EXTRACTED RECORDS START
//! Label measurement.
//!
//! The layout never renders text itself; it asks a [`TagMeasurer`] how large a
//! label will be at a given font size and sizes the node's marker from that.

use unicode_width::UnicodeWidthStr;

use crate::layout::Size;

/// Measures the rendered extent of a tag label
pub trait TagMeasurer {
    fn measure(&self, label: &str, font_size: f64) -> Size;
}

impl<F> TagMeasurer for F
where
    F: Fn(&str, f64) -> Size,
{
    fn measure(&self, label: &str, font_size: f64) -> Size {
        self(label, font_size)
    }
}

/// Approximate measurer assuming a monospace-like advance per display column
#[derive(Debug, Clone, Copy, PartialEq)]
pub struct MonospaceMeasurer {
    /// Advance of one display column as a fraction of the font size
    pub char_width: f64,
    /// Line box height as a fraction of the font size
    pub line_height: f64,
}

impl Default for MonospaceMeasurer {
    fn default() -> Self {
        Self {
            char_width: 0.6,
            line_height: 1.2,
        }
    }
}

impl TagMeasurer for MonospaceMeasurer {
    fn measure(&self, label: &str, font_size: f64) -> Size {
        let columns = UnicodeWidthStr::width(label) as f64;
        Size::new(
            columns * self.char_width * font_size,
            self.line_height * font_size,
        )
    }
}

#[cfg(test)]
mod tests {
    use super::*;

    #[test]
    fn test_monospace_scales_with_font() {
        let m = MonospaceMeasurer::default();
        let small = m.measure("rust", 10.0);
        let big = m.measure("rust", 20.0);
        assert!((small.width - 24.0).abs() < 1e-9);
        assert!((small.height - 12.0).abs() < 1e-9);
        assert!((big.width - 2.0 * small.width).abs() < 1e-9);
    }

    #[test]
    fn test_wide_characters_take_two_columns() {
        let m = MonospaceMeasurer::default();
        let narrow = m.measure("ab", 10.0);
        let wide = m.measure("漢字", 10.0);
        assert!((wide.width - 2.0 * narrow.width).abs() < 1e-9);
    }

    #[test]
    fn test_closure_measurer() {
        let fixed = |_: &str, _: f64| Size::new(5.0, 5.0);
        assert_eq!(fixed.measure("anything", 12.0), Size::new(5.0, 5.0));
    }
}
EXTRACTED RECORDS END
TASK INSTRUCTIONS: Check each line of the material above for "rust" and say how many lines contain it, giving the number alone.

WRITTEN ANSWER: 2